Collected data entries:

^^^^^^^^

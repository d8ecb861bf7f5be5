use crate::state::AppState;
use crate::{blocks, dishes, ingredients, items, nutrition, plans, users, weight};
use axum::{routing::get, Router};
use std::net::SocketAddr;
use tower_http::{cors::CorsLayer, trace::TraceLayer};

pub fn build_app(state: AppState) -> Router {
    Router::new()
        .nest(
            "/api",
            Router::new()
                .merge(users::router())
                .merge(ingredients::router())
                .merge(dishes::router())
                .merge(plans::router())
                .merge(blocks::router())
                .merge(items::router())
                .merge(nutrition::router())
                .merge(weight::router())
                .route("/health", get(|| async { "ok" })),
        )
        .with_state(state)
        .layer(CorsLayer::permissive())
        .layer(
            TraceLayer::new_for_http()
                .make_span_with(|req: &axum::http::Request<_>| {
                    let method = req.method().clone();
                    let uri = req.uri().clone();
                    tracing::info_span!("http_request", %method, uri = %uri)
                })
                .on_response(
                    |res: &axum::http::Response<_>,
                     _latency: std::time::Duration,
                     span: &tracing::Span| {
                        let status = res.status();
                        span.record("status", tracing::field::display(status));
                        if status.is_server_error() {
                            tracing::error!(%status, "response");
                        } else {
                            tracing::info!(%status, "response");
                        }
                    },
                ),
        )
}

pub async fn serve(app: Router) -> anyhow::Result<()> {
    let addr: SocketAddr = format!(
        "{}:{}",
        std::env::var("APP_HOST").unwrap_or_else(|_| "0.0.0.0".into()),
        std::env::var("APP_PORT").unwrap_or_else(|_| "8080".into())
    )
    .parse()?;

    tracing::info!("listening on {}", addr);
    let listener = tokio::net::TcpListener::bind(addr).await?;
    axum::serve(listener, app).await?;
    Ok(())
}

^^^^^^^^

▶ **REQUIRED ACTION**:
A verbatim copy of all the records is required. Write it out in full.

▶ **TASK OUTPUT**:
repository d8ecb861bf7f5be5
use crate::state::AppState;
use crate::{blocks, dishes, ingredients, items, nutrition, plans, users, weight};
use axum::{routing::get, Router};
use std::net::SocketAddr;
use tower_http::{cors::CorsLayer, trace::TraceLayer};

pub fn build_app(state: AppState) -> Router {
    Router::new()
        .nest(
            "/api",
            Router::new()
                .merge(users::router())
                .merge(ingredients::router())
                .merge(dishes::router())
                .merge(plans::router())
                .merge(blocks::router())
                .merge(items::router())
                .merge(nutrition::router())
                .merge(weight::router())
                .route("/health", get(|| async { "ok" })),
        )
        .with_state(state)
        .layer(CorsLayer::permissive())
        .layer(
            TraceLayer::new_for_http()
                .make_span_with(|req: &axum::http::Request<_>| {
                    let method = req.method().clone();
                    let uri = req.uri().clone();
                    tracing::info_span!("http_request", %method, uri = %uri)
                })
                .on_response(
                    |res: &axum::http::Response<_>,
                     _latency: std::time::Duration,
                     span: &tracing::Span| {
                        let status = res.status();
                        span.record("status", tracing::field::display(status));
                        if status.is_server_error() {
                            tracing::error!(%status, "response");
                        } else {
                            tracing::info!(%status, "response");
                        }
                    },
                ),
        )
}

pub async fn serve(app: Router) -> anyhow::Result<()> {
    let addr: SocketAddr = format!(
        "{}:{}",
        std::env::var("APP_HOST").unwrap_or_else(|_| "0.0.0.0".into()),
        std::env::var("APP_PORT").unwrap_or_else(|_| "8080".into())
    )
    .parse()?;

    tracing::info!("listening on {}", addr);
    let listener = tokio::net::TcpListener::bind(addr).await?;
    axum::serve(listener, app).await?;
    Ok(())
}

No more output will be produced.